In both stimulation paradigms (COR and VOR), participants were instructed to keep their eyes open during the stimulation and to look at a position directly in front of the setup. This position was briefly indicated by means of a laser dot before the rotation started. Head position was fixed in both conditions by means of a custom-made biteboard. In both stimulation paradigms, the position of the biteboard was set so that the axis of rotation was under the midpoint of the interaural line.
During the COR stimulation, the biteboard was mounted to the floor to fix the position of the head in space (Fig. 1). Rotation of the chair induced pure cervical stimulation, which elicits the COR in isolation. The chair was rotated for 134 seconds around the vertical axis with an amplitude of 5.0 degrees and a frequency of 0.04 Hz. This approach yielded 5 full sinusoidal rotations of the chair with a peak velocity of 1.26 degrees per second. During the VOR stimulation, the biteboard was mounted to the chair so that rotation of the chair induced pure vestibular stimulation (Fig. 1). The chair was rotated for 33 seconds around the vertical axis with an amplitude of 5.0 degrees and a frequency of 0.16 Hz. This approach yielded 5 full sinusoidal rotations of the chair with a peak velocity of 5.03 degrees per second.
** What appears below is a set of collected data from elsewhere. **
use crate::diagnostics::{Diagnostic, DiagnosticKind, SourceSpan};

#[derive(Debug, Clone, PartialEq, Eq)]
pub enum Keyword {
    Fun,
    Extern,
}

#[derive(Debug, Clone, PartialEq, Eq)]
pub enum TokenKind {
    Identifier,
    Number,
    String,
    Keyword(Keyword),
    LParen,
    RParen,
    LBrace,
    RBrace,
    Comma,
    Semicolon,
    Assign,
    Minus,
    Arrow,
    Unknown,
    Eof,
}

#[derive(Debug, Clone)]
pub struct Token {
    pub kind: TokenKind,
    pub lexeme: String,
    pub span: SourceSpan,
}

pub struct Lexer<'a> {
    source: &'a str,
    chars: std::str::CharIndices<'a>,
    current: usize,
    peeked: Option<(usize, char)>,
}

impl<'a> Lexer<'a> {
    pub fn new(source: &'a str) -> Self {
        Self {
            source,
            chars: source.char_indices(),
            current: 0,
            peeked: None,
        }
    }

    fn bump(&mut self) -> Option<(usize, char)> {
        let next = self.peeked.take().or_else(|| self.chars.next());
        if let Some((idx, ch)) = next {
            self.current = idx + ch.len_utf8();
        }
        next
    }

    fn peek(&mut self) -> Option<(usize, char)> {
        if self.peeked.is_none() {
            self.peeked = self.chars.next();
        }
        self.peeked
    }

    /// The character after the peeked one.
    fn peek_second(&mut self) -> Option<char> {
        self.peek();
        self.chars.clone().next().map(|(_, ch)| ch)
    }

    fn match_next(&mut self, expected: char) -> bool {
        match self.peek() {
            Some((_, ch)) if ch == expected => {
                self.bump();
                true
            }
            _ => false,
        }
    }

    fn skip_whitespace_and_comments(&mut self) {
        loop {
            while let Some((_, ch)) = self.peek() {
                if ch.is_whitespace() {
                    self.bump();
                } else {
                    break;
                }
            }

            match (self.peek(), self.peek_second()) {
                (Some((_, '/')), Some('/')) => {
                    while let Some((_, ch)) = self.peek() {
                        if ch == '\n' {
                            break;
                        }
                        self.bump();
                    }
                }
                (Some((_, '/')), Some('*')) => {
                    self.bump();
                    self.bump();
                    let mut depth = 1;
                    while let Some((_, ch)) = self.bump() {
                        if ch == '/' && self.match_next('*') {
                            depth += 1;
                        } else if ch == '*' && self.match_next('/') {
                            depth -= 1;
                            if depth == 0 {
                                break;
                            }
                        }
                    }
                }
                _ => break,
            }
        }
    }

    fn identifier_or_keyword(&mut self, start: usize) -> Token {
        while let Some((_, ch)) = self.peek() {
            if ch.is_alphanumeric() || ch == '_' {
                self.bump();
            } else {
                break;
            }
        }
        let end = self.current;
        let lexeme = self.source[start..end].to_string();
        let kind = keyword_for(&lexeme).unwrap_or(TokenKind::Identifier);
        Token {
            kind,
            lexeme,
            span: SourceSpan { start, end },
        }
    }

    fn number_literal(&mut self, start: usize) -> Token {
        let mut seen_dot = false;
        let mut seen_exponent = false;
        while let Some((_, ch)) = self.peek() {
            match ch {
                '0'..='9' | '_' => {
                    self.bump();
                }
                '.' if !seen_dot && !seen_exponent => {
                    seen_dot = true;
                    self.bump();
                }
                'e' | 'E' if !seen_exponent => {
                    seen_exponent = true;
                    self.bump();
                    if let Some((_, '+' | '-')) = self.peek() {
                        self.bump();
                    }
                }
                _ => break,
            }
        }
        let end = self.current;
        Token {
            kind: TokenKind::Number,
            lexeme: self.source[start..end].to_string(),
            span: SourceSpan { start, end },
        }
    }

    fn string_literal(&mut self, start: usize) -> Result<Token, Diagnostic> {
        let mut value = String::new();
        while let Some((_, ch)) = self.bump() {
            match ch {
                '"' => {
                    return Ok(Token {
                        kind: TokenKind::String,
                        lexeme: value,
                        span: SourceSpan {
                            start,
                            end: self.current,
                        },
                    });
                }
                '\\' => match self.bump() {
                    Some((_, esc)) => match esc {
                        'n' => value.push('\n'),
                        'r' => value.push('\r'),
                        't' => value.push('\t'),
                        '0' => value.push('\0'),
                        '"' => value.push('"'),
                        '\\' => value.push('\\'),
                        other => value.push(other),
                    },
                    None => break,
                },
                _ => value.push(ch),
            }
        }
        Err(
            Diagnostic::new(DiagnosticKind::Lexer, "unterminated string literal").with_span(
                SourceSpan {
                    start,
                    end: self.current,
                },
            ),
        )
    }

    fn simple_token(&mut self, start: usize, kind: TokenKind) -> Token {
        let end = self.current;
        Token {
            kind,
            lexeme: self.source[start..end].to_string(),
            span: SourceSpan { start, end },
        }
    }

    pub fn tokenize(mut self) -> Result<Vec<Token>, Diagnostic> {
        let mut tokens = Vec::new();
        loop {
            self.skip_whitespace_and_comments();
            let Some((start, ch)) = self.bump() else {
                tokens.push(Token {
                    kind: TokenKind::Eof,
                    lexeme: String::new(),
                    span: SourceSpan {
                        start: self.current,
                        end: self.current,
                    },
                });
                break;
            };

            let token = match ch {
                c if c.is_alphabetic() || c == '_' => self.identifier_or_keyword(start),
                '0'..='9' => self.number_literal(start),
                '"' => self.string_literal(start)?,
                '(' => self.simple_token(start, TokenKind::LParen),
                ')' => self.simple_token(start, TokenKind::RParen),
                '{' => self.simple_token(start, TokenKind::LBrace),
                '}' => self.simple_token(start, TokenKind::RBrace),
                ',' => self.simple_token(start, TokenKind::Comma),
                ';' => self.simple_token(start, TokenKind::Semicolon),
                '=' => self.simple_token(start, TokenKind::Assign),
                '-' => {
                    if self.match_next('>') {
                        self.simple_token(start, TokenKind::Arrow)
                    } else {
                        self.simple_token(start, TokenKind::Minus)
                    }
                }
                _ => self.simple_token(start, TokenKind::Unknown),
            };
            tokens.push(token);
        }
        Ok(tokens)
    }
}

fn keyword_for(ident: &str) -> Option<TokenKind> {
    let keyword = match ident {
        "fun" => Keyword::Fun,
        "extern" => Keyword::Extern,
        _ => return None,
    };
    Some(TokenKind::Keyword(keyword))
}
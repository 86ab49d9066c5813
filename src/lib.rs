//! Core library for the FiffiScript language: a small expression language whose
//! functions can be declared directly against symbols exported by native shared
//! libraries.

pub mod ast;
pub mod diagnostics;
pub mod environment;
pub mod lexer;
pub mod native;
pub mod parser;
pub mod repl;
pub mod runtime;
pub mod value;

pub use ast::{Definition, Expr, Program};
pub use diagnostics::{Diagnostic, DiagnosticKind, FiffiError, RuntimeError, SourceSpan};
pub use environment::Environment;
pub use native::{NativeFunction, NativeSignature, TypeTag};
pub use repl::Repl;
pub use runtime::{Interpreter, run_source};
pub use value::{Callable, UserFunction, Value, ValueKind};
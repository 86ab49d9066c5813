use indexmap::IndexMap;
use tracing::trace;

use crate::{diagnostics::RuntimeError, value::Value};

type Scope = IndexMap<String, Option<Value>>;

/// A stack of lexical scopes. The root scope is created with the environment
/// and is never popped.
#[derive(Debug)]
pub struct Environment {
    scopes: Vec<Scope>,
}

impl Default for Environment {
    fn default() -> Self {
        Self::new()
    }
}

impl Environment {
    pub fn new() -> Self {
        Self {
            scopes: vec![Scope::new()],
        }
    }

    pub fn depth(&self) -> usize {
        self.scopes.len()
    }

    pub fn push_scope(&mut self) {
        self.scopes.push(Scope::new());
        trace!(depth = self.scopes.len(), "pushed scope");
    }

    pub fn pop_scope(&mut self) -> Result<(), RuntimeError> {
        if self.scopes.len() <= 1 {
            return Err(RuntimeError::RootScope);
        }
        self.scopes.pop();
        trace!(depth = self.scopes.len(), "popped scope");
        Ok(())
    }

    /// Innermost binding for `name`, searching outward.
    pub fn lookup(&self, name: &str) -> Option<&Value> {
        self.scopes
            .iter()
            .rev()
            .find_map(|scope| scope.get(name).and_then(Option::as_ref))
    }

    /// The slot holding `name`. If no scope binds it yet, an empty slot is
    /// created in the innermost scope, never in an enclosing one.
    pub fn lookup_or_create_slot(&mut self, name: &str) -> &mut Option<Value> {
        let index = self
            .scopes
            .iter()
            .rposition(|scope| matches!(scope.get(name), Some(Some(_))))
            .unwrap_or(self.scopes.len() - 1);
        self.scopes[index].entry(name.to_string()).or_insert(None)
    }

    /// Binds `name` using the slot semantics of [`Environment::lookup_or_create_slot`].
    pub fn assign(&mut self, name: &str, value: Value) {
        *self.lookup_or_create_slot(name) = Some(value);
    }

    /// Binds `name` in the innermost scope, shadowing any outer binding.
    pub fn define_local(&mut self, name: &str, value: Value) {
        if let Some(scope) = self.scopes.last_mut() {
            scope.insert(name.to_string(), Some(value));
        }
    }

    /// Names bound in the root scope, in definition order.
    pub fn globals(&self) -> impl Iterator<Item = (&str, &Value)> {
        self.scopes[0]
            .iter()
            .filter_map(|(name, slot)| slot.as_ref().map(|value| (name.as_str(), value)))
    }
}
use tracing::trace;

use crate::{
    ast::{Definition, Expr, Program},
    diagnostics::{Result, RuntimeError},
    environment::Environment,
    parser::{self, ReplInput},
    value::{UserFunction, Value},
};

impl Expr {
    pub fn evaluate(&self, env: &mut Environment) -> std::result::Result<Value, RuntimeError> {
        match self {
            Expr::Constant(value) => Ok(value.clone()),
            Expr::Variable(name) => {
                env.lookup(name)
                    .cloned()
                    .ok_or_else(|| RuntimeError::Undefined { name: name.clone() })
            }
            Expr::FunctionCall {
                function,
                arguments,
            } => {
                let callee = function.evaluate(env)?;
                // Left to right: arguments may reach native code with side effects.
                let mut values = Vec::with_capacity(arguments.len());
                for argument in arguments {
                    values.push(argument.evaluate(env)?);
                }
                callee.call(&values, env)
            }
        }
    }
}

impl UserFunction {
    pub fn call(
        &self,
        args: &[Value],
        env: &mut Environment,
    ) -> std::result::Result<Value, RuntimeError> {
        if args.len() != self.params.len() {
            return Err(RuntimeError::Arity {
                name: self.display_name().to_string(),
                expected: self.params.len(),
                actual: args.len(),
            });
        }
        env.push_scope();
        for (name, value) in self.params.iter().zip(args) {
            env.define_local(name, value.clone());
        }
        let result = self.evaluate_body(env);
        env.pop_scope()?;
        result
    }

    fn evaluate_body(&self, env: &mut Environment) -> std::result::Result<Value, RuntimeError> {
        let mut last = Value::int(0);
        for expr in &self.body {
            last = expr.evaluate(env)?;
        }
        Ok(last)
    }
}

/// A session over one root environment.
pub struct Interpreter {
    env: Environment,
}

impl Default for Interpreter {
    fn default() -> Self {
        Self::new()
    }
}

impl Interpreter {
    pub fn new() -> Self {
        Self {
            env: Environment::new(),
        }
    }

    pub fn environment(&self) -> &Environment {
        &self.env
    }

    /// Evaluates a definition's body and binds the result. Rebinding a name
    /// overwrites the earlier value.
    pub fn define(&mut self, definition: &Definition) -> std::result::Result<(), RuntimeError> {
        trace!(name = %definition.name, "binding definition");
        let value = definition.body.evaluate(&mut self.env)?;
        self.env.assign(&definition.name, value);
        Ok(())
    }

    pub fn evaluate(&mut self, expr: &Expr) -> std::result::Result<Value, RuntimeError> {
        expr.evaluate(&mut self.env)
    }

    pub fn invoke_main(&mut self) -> std::result::Result<Value, RuntimeError> {
        let main = self
            .env
            .lookup("main")
            .cloned()
            .ok_or(RuntimeError::MainNotFound)?;
        main.call(&[], &mut self.env)
    }

    /// Handles one line of interactive input. Returns the value of a bare
    /// expression, or `None` for a definition.
    pub fn eval_line(&mut self, line: &str) -> Result<Option<Value>> {
        match parser::parse_repl_line(line)? {
            ReplInput::Definition(definition) => {
                self.define(&definition)?;
                Ok(None)
            }
            ReplInput::Expression(expr) => Ok(Some(self.evaluate(&expr)?)),
        }
    }
}

impl Program {
    /// Binds every definition in order, then calls `main` with no arguments.
    pub fn run(&self) -> std::result::Result<(), RuntimeError> {
        let mut interpreter = Interpreter::new();
        for definition in self.definitions() {
            interpreter.define(definition)?;
        }
        interpreter.invoke_main()?;
        Ok(())
    }
}

/// Parses and runs a complete program.
pub fn run_source(source: &str) -> Result<()> {
    let program = parser::parse_program(source)?;
    program.run()?;
    Ok(())
}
A schematic representation of the experimental setup. In both paradigms, the participant had to look at a position directly in front of the setup. For the cervico-ocular reflex, the participant's body was rotated while the participant's head was held fixed relative to the floor to fixate the position of the head in space. For the vestibulo-ocular reflex, the participant's body was rotated while the participant's head was held fixed relative to the chair.
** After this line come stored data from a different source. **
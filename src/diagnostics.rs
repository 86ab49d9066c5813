use std::fmt;

use thiserror::Error;

use crate::native::TypeTag;

/// Represents a byte span within a source file.
#[derive(Debug, Clone, Copy, PartialEq, Eq)]
pub struct SourceSpan {
    pub start: usize,
    pub end: usize,
}

impl SourceSpan {
    pub const fn new(start: usize, end: usize) -> Self {
        Self { start, end }
    }

    /// One-based line and column of `start` within `source`.
    pub fn line_col(&self, source: &str) -> (usize, usize) {
        let offset = self.start.min(source.len());
        let prefix = &source[..offset];
        let line = prefix.matches('\n').count() + 1;
        let column = match prefix.rfind('\n') {
            Some(newline) => prefix[newline + 1..].chars().count() + 1,
            None => prefix.chars().count() + 1,
        };
        (line, column)
    }
}

/// Classification of a front-end diagnostic.
#[derive(Debug, Clone, PartialEq, Eq)]
pub enum DiagnosticKind {
    Lexer,
    Parser,
    /// A native declaration that could not be turned into a callable.
    Declaration,
}

/// Rich diagnostic information surfaced to end users.
#[derive(Debug, Clone)]
pub struct Diagnostic {
    pub kind: DiagnosticKind,
    pub message: String,
    pub span: Option<SourceSpan>,
    pub notes: Vec<String>,
}

impl Diagnostic {
    pub fn new(kind: DiagnosticKind, message: impl Into<String>) -> Self {
        Self {
            kind,
            message: message.into(),
            span: None,
            notes: Vec::new(),
        }
    }

    pub fn with_span(mut self, span: SourceSpan) -> Self {
        self.span = Some(span);
        self
    }

    pub fn with_note(mut self, note: impl Into<String>) -> Self {
        self.notes.push(note.into());
        self
    }

    /// Renders the diagnostic as a single `origin:line:col: message` line.
    pub fn render(&self, origin: &str, source: &str) -> String {
        let mut line = match self.span {
            Some(span) => {
                let (line, column) = span.line_col(source);
                format!("{origin}:{line}:{column}: {}", self.message)
            }
            None => format!("{origin}: {}", self.message),
        };
        for note in &self.notes {
            line.push_str(" (");
            line.push_str(note);
            line.push(')');
        }
        line
    }
}

impl fmt::Display for Diagnostic {
    fn fmt(&self, f: &mut fmt::Formatter<'_>) -> fmt::Result {
        write!(f, "{:?}: {}", self.kind, self.message)?;
        if let Some(span) = self.span {
            write!(f, " ({}..{})", span.start, span.end)?;
        }
        for note in &self.notes {
            write!(f, "; note: {note}")?;
        }
        Ok(())
    }
}

impl std::error::Error for Diagnostic {}

/// Failures raised while declaring, evaluating or calling.
///
/// None of these are recoverable from inside a script; they unwind to whoever
/// started the evaluation.
#[derive(Debug, Error)]
pub enum RuntimeError {
    #[error("error opening library {}", display_library(.path))]
    LibraryLoad {
        path: String,
        #[source]
        source: libloading::Error,
    },

    #[error("error resolving symbol {symbol} in {}", display_library(.library))]
    SymbolResolve {
        library: String,
        symbol: String,
        #[source]
        source: libloading::Error,
    },

    #[error("error initializing call signature for {name}: {reason}")]
    Signature { name: String, reason: String },

    #[error("wrong number of arguments to {name}; expected: {expected}, but got: {actual}")]
    Arity {
        name: String,
        expected: usize,
        actual: usize,
    },

    #[error("unsupported argument type {tag} in declaration of native function {name}")]
    UnsupportedArgument { name: String, tag: TypeTag },

    #[error("text argument to {name} contains an interior NUL byte")]
    InteriorNul { name: String },

    #[error("native function {name} returned a null text pointer")]
    NullText { name: String },

    #[error("undefined function or variable: {name}")]
    Undefined { name: String },

    #[error("value of type {type_name} is not callable")]
    NotCallable { type_name: &'static str },

    #[error("no implicit text to number conversion (requested {kind})")]
    TextToNumber { kind: &'static str },

    #[error("cannot convert callable to {kind}")]
    CallableConversion { kind: &'static str },

    #[error("cannot pop the root scope")]
    RootScope,

    #[error("function main() not found")]
    MainNotFound,
}

fn display_library(path: &str) -> &str {
    if path.is_empty() {
        "<current process>"
    } else {
        path
    }
}

/// Unified error type for the FiffiScript toolchain.
#[derive(Debug, Error)]
pub enum FiffiError {
    #[error("{0}")]
    Diagnostic(#[from] Diagnostic),
    #[error(transparent)]
    Runtime(#[from] RuntimeError),
    #[error("I/O error: {0}")]
    Io(#[from] std::io::Error),
}

impl FiffiError {
    /// Renders the error as the single line printed at the process boundary.
    pub fn render(&self, origin: &str, source: &str) -> String {
        match self {
            FiffiError::Diagnostic(diag) => diag.render(origin, source),
            FiffiError::Runtime(err) => match std::error::Error::source(err) {
                Some(cause) => format!("{origin}: {err}: {cause}"),
                None => format!("{origin}: {err}"),
            },
            FiffiError::Io(err) => format!("{origin}: I/O error: {err}"),
        }
    }
}

pub type Result<T> = std::result::Result<T, FiffiError>;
Data Processing and Analyses
Eye velocity was calculated by taking the derivative of the horizontal eye position signal. After removal of blinks, saccades, and fast phases (using a 20°/s threshold), a sine wave was fitted through the eye velocity signal data. Stimulus velocity was derived from chair position (COR and VOR measurement) data. The gain of the response was defined as the amplitude of the eye velocity fit divided by the peak velocity of the chair rotation (COR: 1.26°/s, VOR: 5.03°/s). Therefore, a gain of 1 reflects that the peak velocity of the eye was the same as the peak velocity of the chair rotation. All data processing was done with Matlab R2013a (The MathWorks Inc, Natick, Massachusetts).
Data Analysis
Descriptive statistics were computed for the entire sample for the gains of the COR and VOR (outcome parameters), NDI, DHI, perceived pain, CROM (outcome variables), and age and sex (possible confounders). As the data was distributed normally (Kolmogorov-Smirnov test), parametric statistics were applied. Two analyses of covariance (ANCOVAs) were performed to analyze differences in COR and VOR gains, respectively, between healthy controls and participants, with neck pain with age and sex as covariates. Correlations between the gains (outcome parameters) and outcome variables were assessed using Pearson correlation coefficients. An alpha level of P<.05 was considered significant for all statistical tests. The data were analyzed with IBM SPSS Statistics for Windows, version 22 (IBM Corp, Armonk, New York).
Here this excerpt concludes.